U.S. President Barack Obama on Friday urged lawmakers to avoid economic "Armageddon" and reach a comprehensive deal on spending cuts and tax increases that would avert a potentially ruinous debt default.

But after a week of talks which failed to break the deadlock, Obama signaled he might be ready to sign off on a less ambitious plan backed by Republicans that would not include tax hikes.

"Let's at least avert Armageddon," he told reporters amid growing anxiety not just in the United States but around the world about an Aug. 2 deadline for lawmakers to raise the U.S. government's borrowing limit and avoid default on its $14.3 trillion in public debt.

Lawmakers in both sides of Congress, but particularly Republicans, have linked approval for a rise in the borrowing limit to tough deficit-reduction measures.

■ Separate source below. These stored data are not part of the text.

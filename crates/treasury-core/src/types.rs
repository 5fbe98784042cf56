//! Basic enumerations shared by the review workflow

use serde::{Deserialize, Serialize};

/// Record status enumeration
#[derive(Debug, Clone, Copy, PartialEq, Eq, PartialOrd, Ord, Hash, Serialize, Deserialize)]
#[serde(rename_all = "SCREAMING_SNAKE_CASE")]
pub enum RecordStatus {
    /// Created, not yet submitted
    New,
    /// Waiting for a checker
    PendingApproval,
    /// Approved by a checker
    Approved,
    /// Rejected by a checker
    Rejected,
    /// Deletion requested, waiting for a checker
    PendingDeleteApproval,
}

impl RecordStatus {
    /// All states, in lifecycle order
    pub const ALL: [RecordStatus; 5] = [
        RecordStatus::New,
        RecordStatus::PendingApproval,
        RecordStatus::Approved,
        RecordStatus::Rejected,
        RecordStatus::PendingDeleteApproval,
    ];

    /// Human-readable label
    pub fn label(&self) -> &'static str {
        match self {
            RecordStatus::New => "New",
            RecordStatus::PendingApproval => "Pending approval",
            RecordStatus::Approved => "Approved",
            RecordStatus::Rejected => "Rejected",
            RecordStatus::PendingDeleteApproval => "Pending delete approval",
        }
    }
}

impl Default for RecordStatus {
    fn default() -> Self {
        RecordStatus::New
    }
}

impl std::str::FromStr for RecordStatus {
    type Err = String;
    fn from_str(s: &str) -> Result<Self, Self::Err> {
        match s.trim().to_uppercase().replace('-', "_").as_str() {
            "NEW" => Ok(RecordStatus::New),
            "PENDING_APPROVAL" => Ok(RecordStatus::PendingApproval),
            "APPROVED" => Ok(RecordStatus::Approved),
            "REJECTED" => Ok(RecordStatus::Rejected),
            "PENDING_DELETE_APPROVAL" => Ok(RecordStatus::PendingDeleteApproval),
            _ => Err(format!("Invalid record status: {}", s)),
        }
    }
}

impl std::fmt::Display for RecordStatus {
    fn fmt(&self, f: &mut std::fmt::Formatter<'_>) -> std::fmt::Result {
        match self {
            RecordStatus::New => write!(f, "NEW"),
            RecordStatus::PendingApproval => write!(f, "PENDING_APPROVAL"),
            RecordStatus::Approved => write!(f, "APPROVED"),
            RecordStatus::Rejected => write!(f, "REJECTED"),
            RecordStatus::PendingDeleteApproval => write!(f, "PENDING_DELETE_APPROVAL"),
        }
    }
}

/// Bulk review actions
#[derive(Debug, Clone, Copy, PartialEq, Eq, PartialOrd, Ord, Hash, Serialize, Deserialize)]
#[serde(rename_all = "snake_case")]
pub enum ReviewAction {
    /// Approve pending records, or confirm a pending deletion
    Approve,
    /// Reject pending records
    Reject,
    /// Ask a checker to delete records
    RequestDelete,
}

impl ReviewAction {
    /// All actions, in toolbar order
    pub const ALL: [ReviewAction; 3] = [
        ReviewAction::Approve,
        ReviewAction::Reject,
        ReviewAction::RequestDelete,
    ];

    /// Path segment used by the workflow authority
    pub fn slug(&self) -> &'static str {
        match self {
            ReviewAction::Approve => "approve",
            ReviewAction::Reject => "reject",
            ReviewAction::RequestDelete => "request-delete",
        }
    }

    /// Button label
    pub fn label(&self) -> &'static str {
        match self {
            ReviewAction::Approve => "Approve",
            ReviewAction::Reject => "Reject",
            ReviewAction::RequestDelete => "Request delete",
        }
    }
}

impl std::str::FromStr for ReviewAction {
    type Err = String;
    fn from_str(s: &str) -> Result<Self, Self::Err> {
        match s.trim().to_lowercase().replace('-', "_").as_str() {
            "approve" => Ok(ReviewAction::Approve),
            "reject" => Ok(ReviewAction::Reject),
            "request_delete" | "delete" => Ok(ReviewAction::RequestDelete),
            _ => Err(format!("Invalid review action: {}", s)),
        }
    }
}

impl std::fmt::Display for ReviewAction {
    fn fmt(&self, f: &mut std::fmt::Formatter<'_>) -> std::fmt::Result {
        match self {
            ReviewAction::Approve => write!(f, "approve"),
            ReviewAction::Reject => write!(f, "reject"),
            ReviewAction::RequestDelete => write!(f, "request_delete"),
        }
    }
}

/// Notification level understood by the notification collaborator
#[derive(Debug, Clone, Copy, PartialEq, Eq, Serialize, Deserialize)]
#[serde(rename_all = "lowercase")]
pub enum NotifyLevel {
    Success,
    Error,
    Warning,
    Info,
}

impl std::fmt::Display for NotifyLevel {
    fn fmt(&self, f: &mut std::fmt::Formatter<'_>) -> std::fmt::Result {
        match self {
            NotifyLevel::Success => write!(f, "success"),
            NotifyLevel::Error => write!(f, "error"),
            NotifyLevel::Warning => write!(f, "warning"),
            NotifyLevel::Info => write!(f, "info"),
        }
    }
}

/// Sort direction
#[derive(Debug, Clone, Copy, PartialEq, Eq, Serialize, Deserialize)]
#[serde(rename_all = "lowercase")]
pub enum SortDirection {
    Asc,
    Desc,
}

impl Default for SortDirection {
    fn default() -> Self {
        SortDirection::Asc
    }
}

impl SortDirection {
    /// The other direction
    pub fn reversed(&self) -> Self {
        match self {
            SortDirection::Asc => SortDirection::Desc,
            SortDirection::Desc => SortDirection::Asc,
        }
    }
}

impl std::str::FromStr for SortDirection {
    type Err = String;
    fn from_str(s: &str) -> Result<Self, Self::Err> {
        match s.to_lowercase().as_str() {
            "asc" | "ascending" => Ok(SortDirection::Asc),
            "desc" | "descending" => Ok(SortDirection::Desc),
            _ => Err(format!("Invalid sort direction: {}", s)),
        }
    }
}

impl std::fmt::Display for SortDirection {
    fn fmt(&self, f: &mut std::fmt::Formatter<'_>) -> std::fmt::Result {
        match self {
            SortDirection::Asc => write!(f, "asc"),
            SortDirection::Desc => write!(f, "desc"),
        }
    }
}

#[cfg(test)]
mod tests {
    use super::*;

    #[test]
    fn test_record_status_from_str() {
        assert_eq!("PENDING_APPROVAL".parse::<RecordStatus>(), Ok(RecordStatus::PendingApproval));
        assert_eq!("pending-delete-approval".parse::<RecordStatus>(), Ok(RecordStatus::PendingDeleteApproval));
        assert_eq!(" new ".parse::<RecordStatus>(), Ok(RecordStatus::New));
        assert!("ARCHIVED".parse::<RecordStatus>().is_err());
    }

    #[test]
    fn test_record_status_wire_format() {
        let json = serde_json::to_string(&RecordStatus::PendingDeleteApproval).unwrap();
        assert_eq!(json, "\"PENDING_DELETE_APPROVAL\"");
        for status in RecordStatus::ALL {
            assert_eq!(status.to_string().parse::<RecordStatus>(), Ok(status));
        }
    }

    #[test]
    fn test_review_action_from_str() {
        assert_eq!("approve".parse::<ReviewAction>(), Ok(ReviewAction::Approve));
        assert_eq!("request-delete".parse::<ReviewAction>(), Ok(ReviewAction::RequestDelete));
        assert_eq!(ReviewAction::RequestDelete.slug(), "request-delete");
        assert!("archive".parse::<ReviewAction>().is_err());
    }

    #[test]
    fn test_sort_direction() {
        assert_eq!("DESC".parse::<SortDirection>(), Ok(SortDirection::Desc));
        assert_eq!(SortDirection::Asc.reversed(), SortDirection::Desc);
        assert_eq!(SortDirection::default(), SortDirection::Asc);
    }
}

They disagree over Obama's preference to include tax hikes for the rich, which conservatives say will only stifle investment at time when unemployment is more than 9 percent.

Federal Reserve chairman Ben Bernanke warned earlier this week that failure to raise the debt ceiling by Aug. 2 could have dreadful repercussions for the fragile U.S. recovery and the global economy.

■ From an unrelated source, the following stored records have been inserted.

//! Core data models for the review grid

use chrono::NaiveDate;
use rust_decimal::Decimal;
use serde::{Deserialize, Serialize};
use serde_json::{Map, Value};
use std::cmp::Ordering;
use std::collections::BTreeMap;
use std::collections::BTreeSet;
use std::str::FromStr;

use treasury_config::ColumnConfig;

use super::types::{RecordStatus, SortDirection};
use crate::error::{CoreError, CoreResult};

/// Field name holding the record identifier
pub const ID_FIELD: &str = "id";
/// Field name holding the record status
pub const STATUS_FIELD: &str = "status";

/// Staged field -> value changes of one record
pub type FieldDiff = BTreeMap<String, Value>;

/// A domain row: business fields plus a workflow status
#[derive(Debug, Clone, PartialEq, Serialize, Deserialize)]
pub struct Record {
    /// Unique record identifier
    pub id: String,
    /// Current workflow state
    pub status: RecordStatus,
    /// Arbitrary business fields (amount, bank, value date, ...)
    #[serde(flatten)]
    pub fields: Map<String, Value>,
}

impl Record {
    /// Create a record without business fields
    pub fn new(id: impl Into<String>, status: RecordStatus) -> Self {
        Self {
            id: id.into(),
            status,
            fields: Map::new(),
        }
    }

    /// Builder-style field setter
    pub fn with_field(mut self, name: impl Into<String>, value: Value) -> Self {
        self.fields.insert(name.into(), value);
        self
    }

    /// Read a value by accessor name, including `id` and `status`
    pub fn value(&self, name: &str) -> Value {
        match name {
            ID_FIELD => Value::String(self.id.clone()),
            STATUS_FIELD => Value::String(self.status.to_string()),
            _ => self.fields.get(name).cloned().unwrap_or(Value::Null),
        }
    }

    /// Whether the field can be changed by a row edit
    pub fn is_editable_field(name: &str) -> bool {
        name != ID_FIELD && name != STATUS_FIELD
    }

    /// Merge a committed diff into the business fields
    pub(crate) fn merge(&mut self, diff: &FieldDiff) {
        for (name, value) in diff {
            self.fields.insert(name.clone(), value.clone());
        }
    }
}

/// Where a fixed column is locked
#[derive(Debug, Clone, Copy, PartialEq, Eq, Serialize, Deserialize)]
#[serde(rename_all = "lowercase")]
pub enum FixedPosition {
    Start,
    End,
}

/// Closed set of column kinds; rendering and sorting dispatch on this tag
#[derive(Debug, Clone, PartialEq, Serialize, Deserialize)]
#[serde(tag = "kind", rename_all = "snake_case")]
pub enum ColumnKind {
    /// Row selection checkbox
    Select,
    /// Detail expansion toggle
    Expand,
    /// Plain text
    Text,
    /// One of a fixed set of values
    EnumSelect { options: Vec<String> },
    /// Calendar date (YYYY-MM-DD)
    Date,
    /// Monetary amount
    Currency { code: Option<String> },
    /// Workflow status badge
    Status,
    /// Per-row action buttons
    Action,
}

impl ColumnKind {
    /// Build from the configuration tag
    pub fn from_config(column: &ColumnConfig) -> CoreResult<Self> {
        match column.kind.as_str() {
            "select" => Ok(ColumnKind::Select),
            "expand" => Ok(ColumnKind::Expand),
            "text" => Ok(ColumnKind::Text),
            "enum" => Ok(ColumnKind::EnumSelect { options: column.options.clone() }),
            "date" => Ok(ColumnKind::Date),
            "currency" => Ok(ColumnKind::Currency { code: column.currency.clone() }),
            "status" => Ok(ColumnKind::Status),
            "action" => Ok(ColumnKind::Action),
            other => Err(CoreError::UnknownColumn { id: format!("{} ({})", column.id, other) }),
        }
    }

    /// Whether the kind reads a record value at all
    pub fn has_value(&self) -> bool {
        !matches!(self, ColumnKind::Select | ColumnKind::Expand | ColumnKind::Action)
    }

    /// Plain display text of a value
    pub fn display_text(&self, value: &Value) -> String {
        match self {
            ColumnKind::Select | ColumnKind::Expand | ColumnKind::Action => String::new(),
            ColumnKind::Text | ColumnKind::EnumSelect { .. } => value_text(value),
            ColumnKind::Date => match value_as_date(value) {
                Some(date) => date.format("%Y-%m-%d").to_string(),
                None => value_text(value),
            },
            ColumnKind::Currency { code } => match value_as_decimal(value) {
                Some(amount) => {
                    let amount = treasury_utils::group_thousands(&format!("{:.2}", amount), ',');
                    match code {
                        Some(code) => format!("{} {}", amount, code),
                        None => amount,
                    }
                }
                None => value_text(value),
            },
            ColumnKind::Status => match value.as_str().and_then(|s| RecordStatus::from_str(s).ok()) {
                Some(status) => status.label().to_string(),
                None => value_text(value),
            },
        }
    }

    /// Compare two values of this kind; nulls sort first
    pub fn compare(&self, a: &Value, b: &Value) -> Ordering {
        match (a.is_null(), b.is_null()) {
            (true, true) => return Ordering::Equal,
            (true, false) => return Ordering::Less,
            (false, true) => return Ordering::Greater,
            _ => {}
        }
        match self {
            ColumnKind::Currency { .. } => match (value_as_decimal(a), value_as_decimal(b)) {
                (Some(x), Some(y)) => x.cmp(&y),
                _ => compare_values(a, b),
            },
            ColumnKind::Date => match (value_as_date(a), value_as_date(b)) {
                (Some(x), Some(y)) => x.cmp(&y),
                _ => compare_values(a, b),
            },
            ColumnKind::Status => {
                let rank = |v: &Value| {
                    v.as_str()
                        .and_then(|s| RecordStatus::from_str(s).ok())
                        .map(|s| s as u8)
                };
                match (rank(a), rank(b)) {
                    (Some(x), Some(y)) => x.cmp(&y),
                    _ => compare_values(a, b),
                }
            }
            _ => compare_values(a, b),
        }
    }
}

/// Text form of a JSON value without quotes
pub fn value_text(value: &Value) -> String {
    match value {
        Value::Null => String::new(),
        Value::String(s) => s.clone(),
        Value::Bool(b) => b.to_string(),
        Value::Number(n) => n.to_string(),
        other => other.to_string(),
    }
}

/// Interpret a JSON number or numeric string as a decimal amount
pub fn value_as_decimal(value: &Value) -> Option<Decimal> {
    match value {
        Value::Number(n) => Decimal::from_str(&n.to_string())
            .ok()
            .or_else(|| n.as_f64().and_then(|f| Decimal::try_from(f).ok())),
        Value::String(s) => Decimal::from_str(s.trim()).ok(),
        _ => None,
    }
}

/// Interpret a JSON string as a calendar date
pub fn value_as_date(value: &Value) -> Option<NaiveDate> {
    let text = value.as_str()?;
    let date_part = text.get(..10).unwrap_or(text);
    NaiveDate::parse_from_str(date_part, "%Y-%m-%d").ok()
}

fn compare_values(a: &Value, b: &Value) -> Ordering {
    match (a, b) {
        (Value::Number(x), Value::Number(y)) => {
            let x = x.as_f64().unwrap_or_default();
            let y = y.as_f64().unwrap_or_default();
            x.partial_cmp(&y).unwrap_or(Ordering::Equal)
        }
        (Value::Bool(x), Value::Bool(y)) => x.cmp(y),
        _ => value_text(a).to_lowercase().cmp(&value_text(b).to_lowercase()),
    }
}

/// A grid column
#[derive(Debug, Clone, PartialEq, Serialize, Deserialize)]
pub struct ColumnDescriptor {
    /// Column identifier
    pub id: String,
    /// Record field the value is read from
    pub accessor: String,
    /// Header label
    pub header: String,
    /// Rendering and sorting tag
    #[serde(flatten)]
    pub kind: ColumnKind,
    pub visible: bool,
    pub sortable: bool,
    pub draggable: bool,
    /// False for permanently visible columns
    pub hideable: bool,
    pub editable: bool,
    /// Locked position for select/expand/action columns
    pub fixed: Option<FixedPosition>,
}

impl ColumnDescriptor {
    /// Text column reading the field of the same name
    pub fn new(id: impl Into<String>, header: impl Into<String>, kind: ColumnKind) -> Self {
        let id = id.into();
        Self {
            accessor: id.clone(),
            id,
            header: header.into(),
            kind,
            visible: true,
            sortable: true,
            draggable: true,
            hideable: true,
            editable: false,
            fixed: None,
        }
    }

    /// Fixed utility column: never draggable, never sortable, never hidden
    pub fn fixed(id: impl Into<String>, kind: ColumnKind, position: FixedPosition) -> Self {
        let mut column = Self::new(id, "", kind);
        column.sortable = false;
        column.draggable = false;
        column.hideable = false;
        column.fixed = Some(position);
        column
    }

    /// Builder: mark editable
    pub fn editable(mut self) -> Self {
        self.editable = true;
        self
    }

    /// Build from configuration
    pub fn from_config(column: &ColumnConfig) -> CoreResult<Self> {
        let kind = ColumnKind::from_config(column)?;
        let fixed = match column.fixed.as_deref() {
            Some("start") => Some(FixedPosition::Start),
            Some("end") => Some(FixedPosition::End),
            _ => None,
        };
        Ok(Self {
            id: column.id.clone(),
            accessor: column.field_name().to_string(),
            header: column.header.clone(),
            sortable: column.sortable && kind.has_value(),
            editable: column.editable && kind.has_value() && Record::is_editable_field(column.field_name()),
            kind,
            visible: column.visible || !column.hideable,
            draggable: column.draggable && fixed.is_none(),
            hideable: column.hideable,
            fixed,
        })
    }

    /// Whether the column keeps its index when others are reordered
    pub fn is_locked(&self) -> bool {
        self.fixed.is_some() || !self.draggable
    }

    /// Read this column's value from a record
    pub fn value(&self, record: &Record) -> Value {
        if self.kind.has_value() {
            record.value(&self.accessor)
        } else {
            Value::Null
        }
    }

    /// Display text of this column for a record
    pub fn display_text(&self, record: &Record) -> String {
        self.kind.display_text(&self.value(record))
    }
}

/// One key of a multi-key sort
#[derive(Debug, Clone, PartialEq, Eq, Serialize, Deserialize)]
pub struct SortKey {
    pub column: String,
    #[serde(default)]
    pub direction: SortDirection,
}

impl SortKey {
    pub fn asc(column: impl Into<String>) -> Self {
        Self { column: column.into(), direction: SortDirection::Asc }
    }

    pub fn desc(column: impl Into<String>) -> Self {
        Self { column: column.into(), direction: SortDirection::Desc }
    }
}

/// Row filter applied before sorting and grouping
#[derive(Debug, Clone, Default, PartialEq, Eq, Serialize, Deserialize)]
pub struct GridFilter {
    /// Case-insensitive text search over every value column
    #[serde(default)]
    pub search: Option<String>,
    /// Only rows in one of these states
    #[serde(default)]
    pub statuses: Option<BTreeSet<RecordStatus>>,
}

impl GridFilter {
    /// Search-only filter
    pub fn search(text: impl Into<String>) -> Self {
        Self { search: Some(text.into()), statuses: None }
    }

    /// Whether the filter lets every row through
    pub fn is_empty(&self) -> bool {
        self.search.as_deref().map_or(true, |s| s.trim().is_empty()) && self.statuses.is_none()
    }

    /// Test a record against the filter
    pub fn matches(&self, record: &Record, columns: &[ColumnDescriptor]) -> bool {
        if let Some(statuses) = &self.statuses {
            if !statuses.contains(&record.status) {
                return false;
            }
        }
        match self.search.as_deref().map(str::trim) {
            None | Some("") => true,
            Some(needle) => {
                let needle = needle.to_lowercase();
                record.id.to_lowercase().contains(&needle)
                    || columns
                        .iter()
                        .filter(|c| c.kind.has_value())
                        .any(|c| c.display_text(record).to_lowercase().contains(&needle))
            }
        }
    }
}
//! Review grid and maker-checker workflow core
//!
//! A [`DataGridModel`] owns the loaded records and all view state. Records
//! change only through two paths: [`RowEditSession::commit`] for single-row
//! edits and [`BulkActionCoordinator::execute`] for review actions, both of
//! which mutate local state only after the workflow authority confirms.

pub mod bulk;
pub mod collaborators;
pub mod edit;
pub mod error;
pub mod grid;
pub mod models;
pub mod pagination;
pub mod preferences;
pub mod status;
pub mod types;
pub mod workspace;

#[cfg(any(test, feature = "testing"))]
pub mod testing;

pub use bulk::{BulkActionCoordinator, BulkInput, BulkOutcome, BulkPlan};
pub use collaborators::{
    BulkActionRequest, ConfirmPrompt, ConfirmationReply, Confirmer, ListRequest, ListResponse, Notification,
    Notifier, PermissionService, RecordUpdateRequest, StaticPermissions, WorkflowEndpoint, WorkflowEndpointRef,
    WorkflowResponse,
};
pub use edit::{CommitOutcome, EditDraft, RowEditSession};
pub use error::{log_failure, CoreError, CoreResult, ErrorCode, ErrorSeverity, NETWORK_ERROR_MESSAGE};
pub use grid::{DataGridModel, GridRow, GridSummary, GroupRow, MountToken};
pub use models::{ColumnDescriptor, ColumnKind, FieldDiff, FixedPosition, GridFilter, Record, SortKey};
pub use pagination::{PageInfo, PageWindow, PaginationView};
pub use preferences::{GridPreferences, NoopPreferencesStore, PreferencesStore, PreferencesStoreRef, YamlPreferencesStore};
pub use status::{PlannedTransition, StatusStateMachine, StatusTransition, TransitionGuard, TransitionTarget};
pub use types::{NotifyLevel, RecordStatus, ReviewAction, SortDirection};
pub use workspace::ReviewWorkspace;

Moody's and Standard & Poor's ratings agencies also said they had put U.S. debt under review, citing higher risk of default.

"We're obviously running out of time," Obama warned at the White House press conference.

The Wall Street Journal reports that the comments represented a step back from the sweeping plan Obama has been pushing to include tax reform, entitlement cuts and other spending reductions.

It said hopes for a sweeping "grand bargain" deficit-busting package of $4 trillion over 10 years have faded in recent days and the president appeared ready to consider what he called "the least attractive option."

This plan, put forward by Republican Senate Minority Leader Mitch McConnell and Democratic Senate Majority Leader Harry Reid, would link approval on the debt limit increase to spending cuts worth only $1.5 trillion.

The Wall Street Journal said the "likely failure" of Obama's grand bargain sets the stage for a bruising 2012 election season debate about the economy.

Americans will "remember at the polls" who was willing to compromise and who was "locked into ideologically rigid positions" in this debate, Obama said Friday. "Whoever the Republican nominee is, we're going to have a big, serious debate about what we believe is the right way to guide America forward and to win the future. And I'm confident that I will win that debate, because I think that we've got the better approach.''

Politico said Obama put the ongoing deficit debate in "starkly political terms" and cited polls suggesting voters would turn on those who took "ideologically rigid positions."